▶
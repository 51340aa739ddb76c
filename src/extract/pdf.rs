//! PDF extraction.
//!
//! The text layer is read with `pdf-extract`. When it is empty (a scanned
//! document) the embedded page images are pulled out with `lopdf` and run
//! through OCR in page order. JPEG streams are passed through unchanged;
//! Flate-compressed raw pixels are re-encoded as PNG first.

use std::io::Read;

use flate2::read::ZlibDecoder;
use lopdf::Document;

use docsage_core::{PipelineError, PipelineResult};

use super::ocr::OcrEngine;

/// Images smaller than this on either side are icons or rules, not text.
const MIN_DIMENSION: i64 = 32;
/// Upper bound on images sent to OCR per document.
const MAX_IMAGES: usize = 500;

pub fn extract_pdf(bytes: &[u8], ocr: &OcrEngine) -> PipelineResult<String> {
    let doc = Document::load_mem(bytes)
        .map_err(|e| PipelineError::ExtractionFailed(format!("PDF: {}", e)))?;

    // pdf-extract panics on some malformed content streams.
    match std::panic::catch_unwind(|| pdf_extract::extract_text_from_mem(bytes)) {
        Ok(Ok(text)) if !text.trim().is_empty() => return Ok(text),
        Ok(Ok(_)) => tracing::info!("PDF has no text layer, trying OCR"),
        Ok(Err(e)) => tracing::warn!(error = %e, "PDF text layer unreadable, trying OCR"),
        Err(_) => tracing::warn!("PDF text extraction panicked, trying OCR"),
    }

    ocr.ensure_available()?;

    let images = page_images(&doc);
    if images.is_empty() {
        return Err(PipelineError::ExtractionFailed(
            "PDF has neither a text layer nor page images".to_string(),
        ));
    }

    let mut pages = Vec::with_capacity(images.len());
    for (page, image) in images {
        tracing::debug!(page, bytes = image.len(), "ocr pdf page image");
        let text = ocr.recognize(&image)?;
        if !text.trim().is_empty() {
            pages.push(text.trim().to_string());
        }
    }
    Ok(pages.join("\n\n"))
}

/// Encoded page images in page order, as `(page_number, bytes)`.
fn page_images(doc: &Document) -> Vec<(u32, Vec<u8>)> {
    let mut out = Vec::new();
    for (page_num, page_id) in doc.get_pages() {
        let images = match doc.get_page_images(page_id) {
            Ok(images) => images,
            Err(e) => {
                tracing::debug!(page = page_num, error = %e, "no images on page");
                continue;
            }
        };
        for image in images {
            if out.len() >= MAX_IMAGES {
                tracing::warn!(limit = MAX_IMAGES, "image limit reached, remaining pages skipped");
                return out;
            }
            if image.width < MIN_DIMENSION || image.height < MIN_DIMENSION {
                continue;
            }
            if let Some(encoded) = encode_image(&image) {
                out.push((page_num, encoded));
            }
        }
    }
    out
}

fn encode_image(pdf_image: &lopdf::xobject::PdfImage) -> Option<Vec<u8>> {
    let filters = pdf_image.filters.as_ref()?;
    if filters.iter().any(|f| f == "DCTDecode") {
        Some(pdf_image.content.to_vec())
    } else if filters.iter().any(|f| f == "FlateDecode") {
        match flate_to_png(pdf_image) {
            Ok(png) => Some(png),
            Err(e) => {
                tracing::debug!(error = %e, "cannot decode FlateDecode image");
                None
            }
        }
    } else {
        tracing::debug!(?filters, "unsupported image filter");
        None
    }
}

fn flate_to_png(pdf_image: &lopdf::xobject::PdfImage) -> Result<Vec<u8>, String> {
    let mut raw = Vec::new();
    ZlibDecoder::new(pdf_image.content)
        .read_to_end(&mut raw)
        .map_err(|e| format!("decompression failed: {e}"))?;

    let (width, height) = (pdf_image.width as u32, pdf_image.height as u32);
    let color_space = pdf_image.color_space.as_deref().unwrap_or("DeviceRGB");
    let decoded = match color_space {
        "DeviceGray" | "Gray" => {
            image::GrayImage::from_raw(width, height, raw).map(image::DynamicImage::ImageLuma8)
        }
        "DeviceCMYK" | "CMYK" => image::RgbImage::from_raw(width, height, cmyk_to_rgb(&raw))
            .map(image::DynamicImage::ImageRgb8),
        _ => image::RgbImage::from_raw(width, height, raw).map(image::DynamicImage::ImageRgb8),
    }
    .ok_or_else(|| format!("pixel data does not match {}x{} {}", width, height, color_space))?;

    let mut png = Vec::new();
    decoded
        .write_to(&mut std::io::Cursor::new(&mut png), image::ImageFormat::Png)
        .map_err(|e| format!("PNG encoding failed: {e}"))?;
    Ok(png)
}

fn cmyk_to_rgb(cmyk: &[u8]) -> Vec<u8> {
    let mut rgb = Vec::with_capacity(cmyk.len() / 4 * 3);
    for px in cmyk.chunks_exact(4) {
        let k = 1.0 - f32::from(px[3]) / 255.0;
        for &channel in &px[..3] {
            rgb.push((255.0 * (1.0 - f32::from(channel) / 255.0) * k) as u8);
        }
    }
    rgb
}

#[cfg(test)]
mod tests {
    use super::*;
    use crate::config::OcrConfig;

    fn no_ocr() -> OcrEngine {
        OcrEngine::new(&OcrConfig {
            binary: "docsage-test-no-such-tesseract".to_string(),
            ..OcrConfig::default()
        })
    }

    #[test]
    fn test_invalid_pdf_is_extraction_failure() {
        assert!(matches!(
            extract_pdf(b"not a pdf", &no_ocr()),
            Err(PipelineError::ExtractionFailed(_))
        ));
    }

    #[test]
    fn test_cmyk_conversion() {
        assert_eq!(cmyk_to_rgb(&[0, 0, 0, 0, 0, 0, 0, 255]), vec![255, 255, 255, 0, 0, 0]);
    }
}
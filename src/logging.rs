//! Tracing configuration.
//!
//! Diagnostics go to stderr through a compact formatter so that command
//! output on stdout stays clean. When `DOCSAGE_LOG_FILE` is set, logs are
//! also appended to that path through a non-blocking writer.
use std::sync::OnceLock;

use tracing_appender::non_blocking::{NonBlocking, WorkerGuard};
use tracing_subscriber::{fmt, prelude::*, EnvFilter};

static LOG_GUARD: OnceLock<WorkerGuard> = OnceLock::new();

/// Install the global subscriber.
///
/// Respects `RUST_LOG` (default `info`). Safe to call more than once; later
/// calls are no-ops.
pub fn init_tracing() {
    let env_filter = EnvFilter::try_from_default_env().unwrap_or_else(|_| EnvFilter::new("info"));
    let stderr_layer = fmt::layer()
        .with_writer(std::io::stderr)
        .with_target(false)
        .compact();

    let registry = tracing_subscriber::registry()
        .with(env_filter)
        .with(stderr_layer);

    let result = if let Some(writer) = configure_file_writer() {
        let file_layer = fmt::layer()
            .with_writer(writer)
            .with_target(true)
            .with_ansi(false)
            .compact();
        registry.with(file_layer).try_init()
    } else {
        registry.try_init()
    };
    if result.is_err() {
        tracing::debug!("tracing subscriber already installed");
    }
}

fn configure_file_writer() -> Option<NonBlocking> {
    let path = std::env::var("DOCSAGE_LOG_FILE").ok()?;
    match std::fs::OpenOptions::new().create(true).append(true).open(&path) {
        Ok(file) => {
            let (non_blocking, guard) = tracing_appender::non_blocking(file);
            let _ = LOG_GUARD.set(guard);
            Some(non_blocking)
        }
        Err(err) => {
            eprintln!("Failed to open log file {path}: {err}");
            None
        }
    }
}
◀
What is expected:
Each line of the listing should be copied exactly, with none left out.

Response to this task:
repository 51340aa739ddb76c
filename src/extract/pdf.rs
//! PDF extraction.
//!
//! The text layer is read with `pdf-extract`. When it is empty (a scanned
//! document) the embedded page images are pulled out with `lopdf` and run
//! through OCR in page order. JPEG streams are passed through unchanged;
//! Flate-compressed raw pixels are re-encoded as PNG first.

use std::io::Read;

use flate2::read::ZlibDecoder;
use lopdf::Document;

use docsage_core::{PipelineError, PipelineResult};

use super::ocr::OcrEngine;

/// Images smaller than this on either side are icons or rules, not text.
const MIN_DIMENSION: i64 = 32;
/// Upper bound on images sent to OCR per document.
const MAX_IMAGES: usize = 500;

pub fn extract_pdf(bytes: &[u8], ocr: &OcrEngine) -> PipelineResult<String> {
    let doc = Document::load_mem(bytes)
        .map_err(|e| PipelineError::ExtractionFailed(format!("PDF: {}", e)))?;

    // pdf-extract panics on some malformed content streams.
    match std::panic::catch_unwind(|| pdf_extract::extract_text_from_mem(bytes)) {
        Ok(Ok(text)) if !text.trim().is_empty() => return Ok(text),
        Ok(Ok(_)) => tracing::info!("PDF has no text layer, trying OCR"),
        Ok(Err(e)) => tracing::warn!(error = %e, "PDF text layer unreadable, trying OCR"),
        Err(_) => tracing::warn!("PDF text extraction panicked, trying OCR"),
    }

    ocr.ensure_available()?;

    let images = page_images(&doc);
    if images.is_empty() {
        return Err(PipelineError::ExtractionFailed(
            "PDF has neither a text layer nor page images".to_string(),
        ));
    }

    let mut pages = Vec::with_capacity(images.len());
    for (page, image) in images {
        tracing::debug!(page, bytes = image.len(), "ocr pdf page image");
        let text = ocr.recognize(&image)?;
        if !text.trim().is_empty() {
            pages.push(text.trim().to_string());
        }
    }
    Ok(pages.join("\n\n"))
}

/// Encoded page images in page order, as `(page_number, bytes)`.
fn page_images(doc: &Document) -> Vec<(u32, Vec<u8>)> {
    let mut out = Vec::new();
    for (page_num, page_id) in doc.get_pages() {
        let images = match doc.get_page_images(page_id) {
            Ok(images) => images,
            Err(e) => {
                tracing::debug!(page = page_num, error = %e, "no images on page");
                continue;
            }
        };
        for image in images {
            if out.len() >= MAX_IMAGES {
                tracing::warn!(limit = MAX_IMAGES, "image limit reached, remaining pages skipped");
                return out;
            }
            if image.width < MIN_DIMENSION || image.height < MIN_DIMENSION {
                continue;
            }
            if let Some(encoded) = encode_image(&image) {
                out.push((page_num, encoded));
            }
        }
    }
    out
}

fn encode_image(pdf_image: &lopdf::xobject::PdfImage) -> Option<Vec<u8>> {
    let filters = pdf_image.filters.as_ref()?;
    if filters.iter().any(|f| f == "DCTDecode") {
        Some(pdf_image.content.to_vec())
    } else if filters.iter().any(|f| f == "FlateDecode") {
        match flate_to_png(pdf_image) {
            Ok(png) => Some(png),
            Err(e) => {
                tracing::debug!(error = %e, "cannot decode FlateDecode image");
                None
            }
        }
    } else {
        tracing::debug!(?filters, "unsupported image filter");
        None
    }
}

fn flate_to_png(pdf_image: &lopdf::xobject::PdfImage) -> Result<Vec<u8>, String> {
    let mut raw = Vec::new();
    ZlibDecoder::new(pdf_image.content)
        .read_to_end(&mut raw)
        .map_err(|e| format!("decompression failed: {e}"))?;

    let (width, height) = (pdf_image.width as u32, pdf_image.height as u32);
    let color_space = pdf_image.color_space.as_deref().unwrap_or("DeviceRGB");
    let decoded = match color_space {
        "DeviceGray" | "Gray" => {
            image::GrayImage::from_raw(width, height, raw).map(image::DynamicImage::ImageLuma8)
        }
        "DeviceCMYK" | "CMYK" => image::RgbImage::from_raw(width, height, cmyk_to_rgb(&raw))
            .map(image::DynamicImage::ImageRgb8),
        _ => image::RgbImage::from_raw(width, height, raw).map(image::DynamicImage::ImageRgb8),
    }
    .ok_or_else(|| format!("pixel data does not match {}x{} {}", width, height, color_space))?;

    let mut png = Vec::new();
    decoded
        .write_to(&mut std::io::Cursor::new(&mut png), image::ImageFormat::Png)
        .map_err(|e| format!("PNG encoding failed: {e}"))?;
    Ok(png)
}

fn cmyk_to_rgb(cmyk: &[u8]) -> Vec<u8> {
    let mut rgb = Vec::with_capacity(cmyk.len() / 4 * 3);
    for px in cmyk.chunks_exact(4) {
        let k = 1.0 - f32::from(px[3]) / 255.0;
        for &channel in &px[..3] {
            rgb.push((255.0 * (1.0 - f32::from(channel) / 255.0) * k) as u8);
        }
    }
    rgb
}

#[cfg(test)]
mod tests {
    use super::*;
    use crate::config::OcrConfig;

    fn no_ocr() -> OcrEngine {
        OcrEngine::new(&OcrConfig {
            binary: "docsage-test-no-such-tesseract".to_string(),
            ..OcrConfig::default()
        })
    }

    #[test]
    fn test_invalid_pdf_is_extraction_failure() {
        assert!(matches!(
            extract_pdf(b"not a pdf", &no_ocr()),
            Err(PipelineError::ExtractionFailed(_))
        ));
    }

    #[test]
    fn test_cmyk_conversion() {
        assert_eq!(cmyk_to_rgb(&[0, 0, 0, 0, 0, 0, 0, 255]), vec![255, 255, 255, 0, 0, 0]);
    }
}
filename src/logging.rs
//! Tracing configuration.
//!
//! Diagnostics go to stderr through a compact formatter so that command
//! output on stdout stays clean. When `DOCSAGE_LOG_FILE` is set, logs are
//! also appended to that path through a non-blocking writer.
use std::sync::OnceLock;

use tracing_appender::non_blocking::{NonBlocking, WorkerGuard};
use tracing_subscriber::{fmt, prelude::*, EnvFilter};

static LOG_GUARD: OnceLock<WorkerGuard> = OnceLock::new();

/// Install the global subscriber.
///
/// Respects `RUST_LOG` (default `info`). Safe to call more than once; later
/// calls are no-ops.
pub fn init_tracing() {
    let env_filter = EnvFilter::try_from_default_env().unwrap_or_else(|_| EnvFilter::new("info"));
    let stderr_layer = fmt::layer()
        .with_writer(std::io::stderr)
        .with_target(false)
        .compact();

    let registry = tracing_subscriber::registry()
        .with(env_filter)
        .with(stderr_layer);

    let result = if let Some(writer) = configure_file_writer() {
        let file_layer = fmt::layer()
            .with_writer(writer)
            .with_target(true)
            .with_ansi(false)
            .compact();
        registry.with(file_layer).try_init()
    } else {
        registry.try_init()
    };
    if result.is_err() {
        tracing::debug!("tracing subscriber already installed");
    }
}

fn configure_file_writer() -> Option<NonBlocking> {
    let path = std::env::var("DOCSAGE_LOG_FILE").ok()?;
    match std::fs::OpenOptions::new().create(true).append(true).open(&path) {
        Ok(file) => {
            let (non_blocking, guard) = tracing_appender::non_blocking(file);
            let _ = LOG_GUARD.set(guard);
            Some(non_blocking)
        }
        Err(err) => {
            eprintln!("Failed to open log file {path}: {err}");
            None
        }
    }
}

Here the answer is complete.